Forest Tempest Fist telah menyembunyikan level sebenarnya, hanya untuk mengungkapkannya sekarang selama turnamen utama.
“Luar biasa… seorang master Api Mengalir baru…”
“Menyaksikan tonggak sejarah seperti ini dengan mata kepala sendiri!”
Ini menandai awal babak baru dalam sejarah militer.
Mencapai level Api Mengalir sebelum usia empat puluh tahun adalah bukti kehebatan di masa depan—alasan yang cukup untuk memprediksi bahwa Forest Tempest Fist suatu hari nanti akan bergabung dengan jajaran Sepuluh Guru Besar.
Saat auranya terus membesar, Forest Tempest Fist mengambil posisi siap bertarung, matanya tertuju pada pemuda di hadapannya.
Kemudian, dia berbicara:
“Saya mohon maaf.”
“Hmm?”
Yeomra pun memiringkan kepalanya dengan bingung.
“Untuk apa?”
“Bukan niat saya untuk mengungkapkan hal ini di hadapan seorang junior yang jauh lebih muda. Saya mohon maaf atas keadaan ini.”
Setelah sekian lama menekan kekuatannya, Forest Tempest Fist akhirnya melepaskannya, memperkuat posisinya di dunia persilatan.
“Begitu.”
Yeomra pun terkekeh pelan.
“Jangan khawatir. Tidak perlu minta maaf—itu sebenarnya sangat baik darimu.”
“…”
Forest Tempest Fist tersenyum tipis, salah mengartikan sikap pemuda itu sebagai sikap pasrah.

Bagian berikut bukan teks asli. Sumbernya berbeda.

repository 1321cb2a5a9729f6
use std::collections::HashMap;

use actix_web::{http::StatusCode, web, web::ServiceConfig};
use psg_common::Secret;
use shop_payment_engine::{
    db_types::OrderStatusType,
    events::EventProducers,
    vnpay::{signing, VnPayConfig},
    ReconcilerApi,
};

use super::helpers::{public_get_request, stored_order};
use crate::{data_objects::IpnAck, endpoint_tests::mocks::MockBackend, routes::VnpayIpnRoute};

const HASH_SECRET: &str = "ENDPOINT-TEST-HMAC-SECRET-00000000";
const AWAITING_REF: &str = "240601133000111111";
const PAID_REF: &str = "240601133000222222";
const FULFILLED_REF: &str = "240601133000333333";

fn gateway_config() -> VnPayConfig {
    VnPayConfig {
        tmn_code: "PSGTEST1".to_string(),
        hash_secret: Secret::new(HASH_SECRET.to_string()),
        payment_url: "https://sandbox.vnpayment.vn/paymentv2/vpcpay.html".to_string(),
        return_url: "https://shop.example.com/payment/return".to_string(),
        api_version: "2.1.0".to_string(),
    }
}

/// Builds the IPN query string the gateway would send, signed with the shared secret.
fn ipn_query(txn_ref: &str, amount: i64, response_code: &str) -> String {
    let mut params = HashMap::new();
    params.insert("vnp_TmnCode".to_string(), "PSGTEST1".to_string());
    params.insert("vnp_TxnRef".to_string(), txn_ref.to_string());
    params.insert("vnp_Amount".to_string(), amount.to_string());
    params.insert("vnp_ResponseCode".to_string(), response_code.to_string());
    params.insert("vnp_TransactionNo".to_string(), "14000001".to_string());
    let hash = signing::sign(&params, HASH_SECRET);
    params.insert(signing::SECURE_HASH_FIELD.to_string(), hash);
    let mut pairs = params.into_iter().collect::<Vec<_>>();
    pairs.sort();
    pairs.into_iter().map(|(k, v)| format!("{k}={v}")).collect::<Vec<_>>().join("&")
}

/// The mock store knows two orders: one awaiting payment and one already paid, both over
/// 1,100,000 VND (110,000,000 in gateway units).
fn configure(cfg: &mut ServiceConfig) {
    let mut backend = MockBackend::new();
    backend.expect_fetch_order_by_txn_ref().returning(|txn_ref| match txn_ref.as_str() {
        AWAITING_REF => Ok(Some(stored_order(1, "alice", OrderStatusType::AwaitingPayment, Some(AWAITING_REF)))),
        PAID_REF => Ok(Some(stored_order(2, "bob", OrderStatusType::Paid, Some(PAID_REF)))),
        FULFILLED_REF => Ok(Some(stored_order(3, "bob", OrderStatusType::Fulfilled, Some(FULFILLED_REF)))),
        _ => Ok(None),
    });
    backend.expect_update_order_status().returning(|id, _expected, new| {
        Ok(Some(stored_order(id, "alice", new, Some(AWAITING_REF))))
    });
    let api = ReconcilerApi::new(backend, gateway_config(), EventProducers::default());
    cfg.service(VnpayIpnRoute::<MockBackend>::new()).app_data(web::Data::new(api));
}

async fn ipn_ack(query: &str) -> IpnAck {
    let path = format!("/api/orders/vnpay_ipn?{query}");
    let (status, body) = public_get_request(&path, configure).await.expect("Request failed");
    // The gateway contract: the ack always travels on HTTP 200.
    assert_eq!(status, StatusCode::OK);
    serde_json::from_str(&body).expect("ack should be valid JSON")
}

#[actix_web::test]
async fn successful_payment_is_confirmed() {
    let _ = env_logger::try_init().ok();
    let ack = ipn_ack(&ipn_query(AWAITING_REF, 110_000_000, "00")).await;
    assert_eq!(ack, IpnAck::new("00", "Confirm Success"));
}

#[actix_web::test]
async fn duplicate_of_recorded_outcome_still_acks_success() {
    let _ = env_logger::try_init().ok();
    let ack = ipn_ack(&ipn_query(PAID_REF, 110_000_000, "00")).await;
    assert_eq!(ack, IpnAck::new("00", "Order already confirmed"));
}

#[actix_web::test]
async fn retried_success_after_fulfilment_still_acks_success() {
    let _ = env_logger::try_init().ok();
    // The order has shipped since it was paid; the gateway's late retry is still a duplicate.
    let ack = ipn_ack(&ipn_query(FULFILLED_REF, 110_000_000, "00")).await;
    assert_eq!(ack, IpnAck::new("00", "Order already confirmed"));
}

#[actix_web::test]
async fn tampered_signature_acks_97() {
    let _ = env_logger::try_init().ok();
    let query = ipn_query(AWAITING_REF, 110_000_000, "24").replace("vnp_ResponseCode=24", "vnp_ResponseCode=00");
    let ack = ipn_ack(&query).await;
    assert_eq!(ack.rsp_code, "97");
}

#[actix_web::test]
async fn unknown_order_acks_01() {
    let _ = env_logger::try_init().ok();
    let ack = ipn_ack(&ipn_query("240601000000999999", 110_000_000, "00")).await;
    assert_eq!(ack.rsp_code, "01");
}

#[actix_web::test]
async fn wrong_amount_acks_04() {
    let _ = env_logger::try_init().ok();
    let ack = ipn_ack(&ipn_query(AWAITING_REF, 55_000_000, "00")).await;
    assert_eq!(ack.rsp_code, "04");
}

#[actix_web::test]
async fn contradicting_outcome_acks_02() {
    let _ = env_logger::try_init().ok();
    // The stored order is Paid; the gateway now claims the payment failed.
    let ack = ipn_ack(&ipn_query(PAID_REF, 110_000_000, "24")).await;
    assert_eq!(ack.rsp_code, "02");
}

#[actix_web::test]
async fn missing_parameters_ack_99() {
    let _ = env_logger::try_init().ok();
    // Signed, but with no amount field at all.
    let mut params = HashMap::new();
    params.insert("vnp_TxnRef".to_string(), AWAITING_REF.to_string());
    params.insert("vnp_ResponseCode".to_string(), "00".to_string());
    let hash = signing::sign(&params, HASH_SECRET);
    params.insert(signing::SECURE_HASH_FIELD.to_string(), hash);
    let query =
        params.into_iter().map(|(k, v)| format!("{k}={v}")).collect::<Vec<_>>().join("&");
    let ack = ipn_ack(&query).await;
    assert_eq!(ack.rsp_code, "99");
}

Mungkin dia telah menerima ketidakmungkinan kemenangan setelah menyaksikan ketidakseimbangan kekuatan yang luar biasa.
Meskipun ia percaya diri dengan penampilannya, masih ada sedikit rasa pahit yang tersisa.

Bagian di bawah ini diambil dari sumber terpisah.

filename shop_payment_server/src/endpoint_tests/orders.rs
use actix_web::{http::StatusCode, web, web::ServiceConfig};
use chrono::{TimeZone, Utc};
use psg_common::Vnd;
use serde_json::json;
use shop_payment_engine::{
    db_types::{OrderStatusType, Product},
    vnpay::VnPayConfig,
    OrderApi,
};

use super::helpers::{get_request, issue_token, post_request, put_request, stored_order};
use crate::{
    auth::Role,
    endpoint_tests::mocks::MockBackend,
    routes::{CreateOrderRoute, MyOrdersRoute, OrdersSearchRoute, UpdateOrderStatusRoute},
};

fn product(id: &str, price: i64) -> Product {
    Product {
        id: id.to_string(),
        name: id.to_string(),
        price: Vnd::from(price),
        created_at: Utc.with_ymd_and_hms(2024, 5, 1, 0, 0, 0).unwrap(),
        updated_at: Utc.with_ymd_and_hms(2024, 5, 1, 0, 0, 0).unwrap(),
    }
}

fn order_body() -> serde_json::Value {
    json!({
        "items": [
            { "product_id": "gpu-4070", "quantity": 1 },
            { "product_id": "ram-32g", "quantity": 2 }
        ],
        "shipping": {
            "name": "Nguyễn Văn A",
            "email": "a@example.com",
            "phone": "0901234567",
            "province": "Hà Nội",
            "address": "1 Tràng Tiền",
            "note": null
        },
        "payment_method": "CashOnDelivery"
    })
}

fn configure(cfg: &mut ServiceConfig) {
    let mut backend = MockBackend::new();
    backend.expect_fetch_product().returning(|id| match id {
        "gpu-4070" => Ok(Some(product("gpu-4070", 500_000))),
        "ram-32g" => Ok(Some(product("ram-32g", 300_000))),
        _ => Ok(None),
    });
    backend.expect_insert_order().returning(|order| {
        let mut stored = stored_order(1, &order.user_id, order.status, None);
        stored.total_price = order.total_price;
        Ok(stored)
    });
    backend.expect_fetch_order_items().returning(|_| Ok(vec![]));
    backend.expect_fetch_orders_for_user().returning(|user_id| {
        Ok(vec![stored_order(1, user_id, OrderStatusType::Created, None)])
    });
    backend.expect_search_orders().returning(|_| {
        Ok(vec![
            stored_order(1, "alice", OrderStatusType::Created, None),
            stored_order(2, "bob", OrderStatusType::Paid, Some("240601133000123456")),
        ])
    });
    backend
        .expect_fetch_order_by_id()
        .returning(|order_id| Ok(Some({
            let mut o = stored_order(1, "alice", OrderStatusType::Created, None);
            o.order_id = order_id.clone();
            o
        })));
    backend.expect_update_order_status().returning(|id, _expected, new| {
        Ok(Some(stored_order(id, "alice", new, None)))
    });
    let api = OrderApi::new(backend, VnPayConfig::default());
    cfg.service(CreateOrderRoute::<MockBackend>::new())
        .service(MyOrdersRoute::<MockBackend>::new())
        .service(OrdersSearchRoute::<MockBackend>::new())
        .service(UpdateOrderStatusRoute::<MockBackend>::new())
        .app_data(web::Data::new(api));
}

#[actix_web::test]
async fn create_order_without_a_token_is_unauthorized() {
    let _ = env_logger::try_init().ok();
    let err = post_request("", "/api/orders", order_body(), configure).await.expect_err("Expected error");
    assert_eq!(err, "Authentication Error. No access token was provided.");
}

#[actix_web::test]
async fn create_order_with_a_tampered_token_is_rejected() {
    let _ = env_logger::try_init().ok();
    let mut token = issue_token("alice", vec![Role::User]);
    token.replace_range(token.len() - 10..token.len() - 5, "00000");
    let err = post_request(&token, "/api/orders", order_body(), configure).await.expect_err("Expected error");
    assert!(err.starts_with("Authentication Error."), "unexpected error: {err}");
}

#[actix_web::test]
async fn create_order_as_user() {
    let _ = env_logger::try_init().ok();
    let token = issue_token("alice", vec![Role::User]);
    let (status, body) = post_request(&token, "/api/orders", order_body(), configure).await.expect("Request failed");
    assert_eq!(status, StatusCode::CREATED);
    // Totals are recomputed from the catalog: 500k + 2 x 300k.
    assert!(body.contains("\"total_price\":1100000"), "body was {body}");
    assert!(body.contains("\"status\":\"Created\""), "body was {body}");
    assert!(body.contains("\"user_id\":\"alice\""), "body was {body}");
}

#[actix_web::test]
async fn create_order_with_unknown_product_is_rejected() {
    let _ = env_logger::try_init().ok();
    let token = issue_token("alice", vec![Role::User]);
    let mut body = order_body();
    body["items"][0]["product_id"] = json!("gpu-9999");
    // Handler errors come back as a rendered error response, not a service failure.
    let (status, body) = post_request(&token, "/api/orders", body, configure).await.expect("Request failed");
    assert_eq!(status, StatusCode::BAD_REQUEST);
    assert!(body.contains("Product gpu-9999 does not exist in the catalog"), "body was {body}");
}

#[actix_web::test]
async fn create_order_with_no_items_is_rejected() {
    let _ = env_logger::try_init().ok();
    let token = issue_token("alice", vec![Role::User]);
    let mut body = order_body();
    body["items"] = json!([]);
    let (status, body) = post_request(&token, "/api/orders", body, configure).await.expect("Request failed");
    assert_eq!(status, StatusCode::BAD_REQUEST);
    assert!(body.contains("no items"), "body was {body}");
}

#[actix_web::test]
async fn users_see_their_own_orders() {
    let _ = env_logger::try_init().ok();
    let token = issue_token("alice", vec![Role::User]);
    let (status, body) = get_request(&token, "/api/orders/my", configure).await.expect("Request failed");
    assert_eq!(status, StatusCode::OK);
    assert!(body.contains("\"user_id\":\"alice\""), "body was {body}");
}

#[actix_web::test]
async fn search_requires_the_admin_role() {
    let _ = env_logger::try_init().ok();
    let token = issue_token("alice", vec![Role::User]);
    let err = get_request(&token, "/api/orders", configure).await.expect_err("Expected error");
    assert_eq!(err, "Insufficient permissions");
}

#[actix_web::test]
async fn admins_can_search_orders() {
    let _ = env_logger::try_init().ok();
    let token = issue_token("root", vec![Role::User, Role::Admin]);
    let (status, body) =
        get_request(&token, "/api/orders?status=Paid,Created", configure).await.expect("Request failed");
    assert_eq!(status, StatusCode::OK);
    assert!(body.contains("\"user_id\":\"alice\"") && body.contains("\"user_id\":\"bob\""), "body was {body}");
}

#[actix_web::test]
async fn admins_can_fulfil_an_order() {
    let _ = env_logger::try_init().ok();
    let token = issue_token("root", vec![Role::Admin]);
    let (status, body) = put_request(
        &token,
        "/api/orders/PSG240601000001/status",
        json!({ "status": "Fulfilled" }),
        configure,
    )
    .await
    .expect("Request failed");
    assert_eq!(status, StatusCode::OK);
    assert!(body.contains("\"status\":\"Fulfilled\""), "body was {body}");
}

#[actix_web::test]
async fn users_cannot_change_order_status() {
    let _ = env_logger::try_init().ok();
    let token = issue_token("alice", vec![Role::User]);
    let err = put_request(&token, "/api/orders/PSG240601000001/status", json!({ "status": "Cancelled" }), configure)
        .await
        .expect_err("Expected error");
    assert_eq!(err, "Insufficient permissions");
}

‘Saya benar-benar minta maaf.’
Dia berharap kecemerlangannya tidak akan menutupi potensi pemuda itu.
Justru, duel ini akan menjadi motivasi bagi perkembangannya.
Dengan pemikiran itu, Forest Tempest Fist mengepalkan tinjunya, bersiap untuk melancarkan teknik pamungkasnya—puncak dari penguasaannya yang telah disempurnakan.

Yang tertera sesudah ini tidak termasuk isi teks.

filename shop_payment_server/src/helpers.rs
use std::{net::IpAddr, str::FromStr};

use actix_web::HttpRequest;
use log::{debug, trace};
use regex::Regex;

/// Get the remote IP address from the request. It uses 3 sources to determine the IP address, in
/// decreasing order of preference:
/// 1. The `X-Forwarded-For` header, iif `use_x_forwarded_for` is set to true in the configuration.
/// 2. The `Forwarded` header, iif `use_forwarded` is set to true in the configuration.
/// 3. The peer address from the connection info.
pub fn get_remote_ip(req: &HttpRequest, use_x_forwarded_for: bool, use_forwarded: bool) -> Option<IpAddr> {
    let mut result = None;
    if use_x_forwarded_for {
        trace!("Checking X-Forwarded-For header");
        result =
            req.headers().get("X-Forwarded-For").and_then(|v| v.to_str().ok()).and_then(|s| IpAddr::from_str(s).ok());
        if let Some(ip) = result {
            debug!("Using X-Forwarded-For header for remote address: {ip}");
        }
    }
    if use_forwarded && result.is_none() {
        trace!("Checking Forwarded header");
        let re = Regex::new(r#"for=(?P<ip>[^;]+)"#).unwrap();
        result = req
            .headers()
            .get("Forwarded")
            .and_then(|v| v.to_str().ok())
            .and_then(|v| re.captures(v))
            .and_then(|caps| caps.name("ip"))
            .map(|m| m.as_str())
            .and_then(|s| IpAddr::from_str(s).ok());
        if let Some(ip) = result {
            debug!("Using Forwarded header for remote address: {ip}");
        }
    }
    result.or_else(|| {
        let peer_addr = req.connection_info().peer_addr().map(|a| a.to_string());
        trace!("Using Peer address for remote address: {:?}", peer_addr);
        peer_addr.and_then(|s| IpAddr::from_str(&s).ok())
    })
}
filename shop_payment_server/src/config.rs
use std::env;

use log::*;
use psg_common::{parse_boolean_flag, Secret};
use rand::RngCore;
use shop_payment_engine::vnpay::VnPayConfig;

const DEFAULT_PSG_HOST: &str = "127.0.0.1";
const DEFAULT_PSG_PORT: u16 = 8360;
const DEFAULT_CATALOG_TIMEOUT_SECS: u64 = 5;

#[derive(Clone, Debug)]
pub struct ServerConfig {
    pub host: String,
    pub port: u16,
    pub database_url: String,
    pub auth: AuthConfig,
    pub vnpay: VnPayConfig,
    /// If true, the X-Forwarded-For header will be used to determine the client's IP address,
    /// rather than the connection's remote address.
    pub use_x_forwarded_for: bool,
    /// If true, the Forwarded header will be used to determine the client's IP address, rather
    /// than the connection's remote address.
    pub use_forwarded: bool,
    /// The maximum time to wait for a single catalog price lookup before abandoning order
    /// creation.
    pub catalog_timeout_secs: u64,
}

impl Default for ServerConfig {
    fn default() -> Self {
        Self {
            host: DEFAULT_PSG_HOST.to_string(),
            port: DEFAULT_PSG_PORT,
            database_url: String::default(),
            auth: AuthConfig::default(),
            vnpay: VnPayConfig::default(),
            use_x_forwarded_for: false,
            use_forwarded: false,
            catalog_timeout_secs: DEFAULT_CATALOG_TIMEOUT_SECS,
        }
    }
}

impl ServerConfig {
    pub fn new(host: &str, port: u16) -> Self {
        Self { host: host.to_string(), port, ..Default::default() }
    }

    pub fn from_env_or_default() -> Self {
        let host = env::var("PSG_HOST").ok().unwrap_or_else(|| DEFAULT_PSG_HOST.into());
        let port = env::var("PSG_PORT")
            .map(|s| {
                s.parse::<u16>().unwrap_or_else(|e| {
                    error!(
                        "🪛️ {s} is not a valid port for PSG_PORT. {e} Using the default, {DEFAULT_PSG_PORT}, instead."
                    );
                    DEFAULT_PSG_PORT
                })
            })
            .ok()
            .unwrap_or(DEFAULT_PSG_PORT);
        let database_url = env::var("PSG_DATABASE_URL").ok().unwrap_or_else(|| {
            error!("🪛️ PSG_DATABASE_URL is not set. Please set it to the URL for the orders database.");
            String::default()
        });
        let auth = AuthConfig::try_from_env().unwrap_or_else(|| {
            warn!(
                "🪛️ PSG_JWT_SECRET is not set. A random secret will be used for this session. Access tokens will not \
                 survive a server restart."
            );
            AuthConfig::default()
        });
        let vnpay = VnPayConfig::from_env_or_default();
        let use_x_forwarded_for = parse_boolean_flag(env::var("PSG_USE_X_FORWARDED_FOR").ok(), false);
        let use_forwarded = parse_boolean_flag(env::var("PSG_USE_FORWARDED").ok(), false);
        let catalog_timeout_secs = env::var("PSG_CATALOG_TIMEOUT_SECS")
            .ok()
            .and_then(|s| s.parse::<u64>().ok())
            .unwrap_or(DEFAULT_CATALOG_TIMEOUT_SECS);
        Self { host, port, database_url, auth, vnpay, use_x_forwarded_for, use_forwarded, catalog_timeout_secs }
    }
}

/// The subset of the configuration the request handlers need to determine the client's IP address
/// behind a reverse proxy.
#[derive(Clone, Copy, Debug, Default)]
pub struct ProxyConfig {
    pub use_x_forwarded_for: bool,
    pub use_forwarded: bool,
}

#[derive(Clone, Debug)]
pub struct AuthConfig {
    /// The HMAC secret used to sign and verify JWT access tokens.
    pub jwt_secret: Secret<String>,
}

impl Default for AuthConfig {
    fn default() -> Self {
        let mut bytes = [0u8; 32];
        rand::thread_rng().fill_bytes(&mut bytes);
        let secret = bytes.iter().map(|b| format!("{b:02x}")).collect::<String>();
        Self { jwt_secret: Secret::new(secret) }
    }
}

impl AuthConfig {
    pub fn try_from_env() -> Option<Self> {
        let secret = env::var("PSG_JWT_SECRET").ok().filter(|s| !s.is_empty())?;
        Some(Self { jwt_secret: Secret::new(secret) })
    }
}
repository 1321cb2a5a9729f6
//! Backend traits for the payment engine.
//!
//! A storage backend implements [`OrderStore`] (durable order records plus the compare-and-swap
//! status primitive) and [`ProductCatalog`] (the authoritative price source). The bundled
//! [`crate::SqliteDatabase`] implements both.
mod order_store;
mod product_catalog;

pub use order_store::{OrderStore, OrderStoreError};
pub use product_catalog::ProductCatalog;

/// A full engine backend: order storage plus the price catalog. Blanket-implemented, so any type
/// implementing both traits qualifies. Route definitions take a single backend bound, so the
/// handlers that need both traits name this one.
pub trait ShopBackend: OrderStore + ProductCatalog {}

impl<T: OrderStore + ProductCatalog> ShopBackend for T {}
use std::path::Path;

use log::*;
use sqlx::{migrate, migrate::MigrateDatabase, Sqlite};

use crate::SqliteDatabase;

pub async fn prepare_test_env(url: &str) {
    dotenvy::from_filename(".env.test").ok();
    let _ = env_logger::try_init();
    debug!("🚀️ Logging initialised");
    create_database(url).await;
    run_migrations(url).await;
}

pub fn random_db_path() -> String {
    let dir = std::env::temp_dir();
    format!("sqlite://{}/psg_test_store_{}", dir.display(), rand::random::<u64>())
}

pub async fn run_migrations(url: &str) {
    let db = SqliteDatabase::new_with_url(url, 5).await.expect("Error creating connection to database");
    migrate!("./src/sqlite/migrations").run(db.pool()).await.expect("Error running DB migrations");
    info!("🚀️ Migrations complete");
}

pub async fn create_database<P: AsRef<Path>>(path: P) {
    let p = path.as_ref().as_os_str().to_str().unwrap();
    if let Err(e) = Sqlite::drop_database(p).await {
        warn!("Error dropping database {p}: {e:?}");
    }
    Sqlite::create_database(p).await.expect("Error creating database");
    info!("Created Sqlite database {p}");
}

Demi mendidik generasi muda, dan untuk menunjukkan ketinggian yang dapat dicapai seseorang, ia mulai mengumpulkan Qi-nya.
“Hoo…”
Guguguguung—!
Saat energinya memadat, distorsi yang terlihat jelas berkilauan di sekitarnya.
“Kekuatan seperti itu…”
“Ini sungguh luar biasa…”
Forest Tempest Fist tampaknya ditakdirkan untuk naik di antara Sepuluh Guru Besar.
Saat suasana dipenuhi dengan antisipasi, kerumunan orang hampir saja bersorak gembira.
Gedebuk.
“…?”
“…Hah?”
Sebuah suara tiba-tiba membungkam ker聚集an itu.
Itu adalah suara lutut yang membentur tanah.
Forest Tempest Fist yang perkasa telah runtuh.
Sosoknya yang besar, yang beberapa saat sebelumnya memancarkan kekuatan luar biasa, tiba-tiba ambruk ke lantai.
Kemudian…
Gedebuk!
Suara benturan keras terdengar saat tubuhnya menghantam tanah.
“…”
“…Apa? A-Apa yang baru saja terjadi?”
Kerumunan yang tadinya riuh tiba-tiba terdiam sepenuhnya.
Hanya satu suara yang tersisa:
Gedebuk.
Langkah kaki lembut seseorang berjalan melewati tubuh Forest Tempest Fist yang tergeletak.
Itu adalah So Yeomra.
Dengan tenang, dia melewati lawannya yang terjatuh dan kembali ke posisi semula.
Tidak seorang pun melihat apa yang telah terjadi.
Tidak seorang pun memperhatikan bagaimana atau kapan So Yeomra mendekati Jurus Badai Hutan yang perkasa sebelum dia jatuh.
Kembali berdiri di posisi awalnya, So Yeomra membungkuk dalam-dalam ke arah pria yang tidak sadarkan diri itu.
“Itu pertandingan yang hebat.”
Dia berbicara dengan tulus, suaranya bergema samar-samar dalam keheningan yang mencekam.
Kerumunan orang itu, yang benar-benar kebingungan, hanya bisa menatap.